An Arab Spring cartoonist's next project? Cartoons about the West and how the Middle East sees it.

Khalid Albaih is a political cartoonist whose art and drawings made widespread appearances at Arab Spring uprisings, printed on banners and graffitied on walls.

Like this one.


Khalid Albaih/Flickr.

And this one.


Khalid Albaih/Flickr.

At one point, Khalid's drawings landed him in jail in Egypt, where he was interrogated for hours. Fortunately, he got out.

Now Khalid is shifting to a different focus on his cartoons: The relationship between the West and Middle East.

This focus was spurred in part by the Islamophobic backlash after the Charlie Hebdo shootings.

In Jan. 2015, he said in an interview with the Huffington Post that while he did not support the violence against the Charlie Hebdo cartoonists, the dialogue around the events was missing nuance:

"Let's not make cartoons just for the sake that this is our freedom of speech and do what we can do and insult a whole nation. This is not the right way to do it. We as cartoonists need to find middle ground. At the end, everybody can relate to cartoons. Everybody can understand them. We don't want lazy cartoons. We don't want, 'Oh, you want to draw a Muslim? Draw a guy with a beard who's angry. You want to draw a Muslim women with a hijab. And that's it.' No. We want smart cartoons."
— Khalid Albaih

And when it comes to talking about the West, Khalid is all about smart cartoons. Here is what we might expect:

Khalid Albaih/Flickr.

Khalid Albaih/Flickr.

To tap into this theme, Khalid will have an exhibit titled "It's Not Funny" at the Arab American National Museum in Dearborn, Michigan — just a few miles west of Detroit.

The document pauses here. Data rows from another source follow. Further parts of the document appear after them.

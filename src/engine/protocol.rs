//! Bridge protocol types
//!
//! The bridge receives one JSON request line on stdin and answers with
//! one JSON response line on stdout.

use serde::{Deserialize, Serialize};

use super::EngineError;

/// A request for one engine or cloud operation
#[derive(Debug, Clone, PartialEq, Serialize, Deserialize)]
pub struct EngineRequest {
    /// The operation to perform (e.g., "from_csv", "cloud.login")
    pub operation: String,

    /// Operation-specific parameters
    pub params: serde_json::Value,
}

impl EngineRequest {
    pub fn new(operation: impl Into<String>, params: impl Into<serde_json::Value>) -> Self {
        Self {
            operation: operation.into(),
            params: params.into(),
        }
    }
}

/// A response from the bridge
#[derive(Debug, Clone, PartialEq, Serialize, Deserialize)]
pub struct EngineResponse {
    /// Whether the operation succeeded
    pub success: bool,

    /// Result data (if success)
    #[serde(default, skip_serializing_if = "Option::is_none")]
    pub data: Option<serde_json::Value>,

    /// Error message (if failure)
    #[serde(default, skip_serializing_if = "Option::is_none")]
    pub error: Option<String>,
}

impl EngineResponse {
    pub fn success(data: impl Into<serde_json::Value>) -> Self {
        Self {
            success: true,
            data: Some(data.into()),
            error: None,
        }
    }

    pub fn error(message: impl Into<String>) -> Self {
        Self {
            success: false,
            data: None,
            error: Some(message.into()),
        }
    }

    /// Returns the data of a successful response; a missing payload is `null`
    pub fn into_result(self) -> Result<serde_json::Value, EngineError> {
        if self.success {
            Ok(self.data.unwrap_or(serde_json::Value::Null))
        } else {
            Err(EngineError::Collaborator(
                self.error
                    .unwrap_or_else(|| "operation failed without a message".to_string()),
            ))
        }
    }
}

#[cfg(test)]
mod tests {
    use super::*;

    #[test]
    fn request_serialization() {
        let request = EngineRequest::new("schema", serde_json::json!({"uri": "s3://a/b"}));
        let json = serde_json::to_string(&request).unwrap();

        assert_eq!(json, r#"{"operation":"schema","params":{"uri":"s3://a/b"}}"#);
    }

    #[test]
    fn response_success() {
        let response = EngineResponse::success(serde_json::json!({"result": "ok"}));

        assert!(response.success);
        assert_eq!(
            response.into_result().unwrap(),
            serde_json::json!({"result": "ok"})
        );
    }

    #[test]
    fn response_error() {
        let response = EngineResponse::error("[TileDB::Array] Error: array does not exist");

        match response.into_result() {
            Err(EngineError::Collaborator(message)) => {
                assert!(message.contains("array does not exist"))
            }
            other => panic!("expected collaborator error, got {:?}", other),
        }
    }

    #[test]
    fn minimal_response_parses() {
        let response: EngineResponse = serde_json::from_str(r#"{"success": true}"#).unwrap();
        assert_eq!(response.into_result().unwrap(), serde_json::Value::Null);
    }
}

"For me, this is an opportunity to reach out to the other side because we see what the West thinks of us but they don't see what we think of them," Khalid Albaih said in an interview with AJ+.

If you're in Michigan or stopping by anytime soon, make sure to check out Khalid's exhibit.

Want to see what else Khalid said to AJ+ about freedom, cartoons, and politics? The clip is below.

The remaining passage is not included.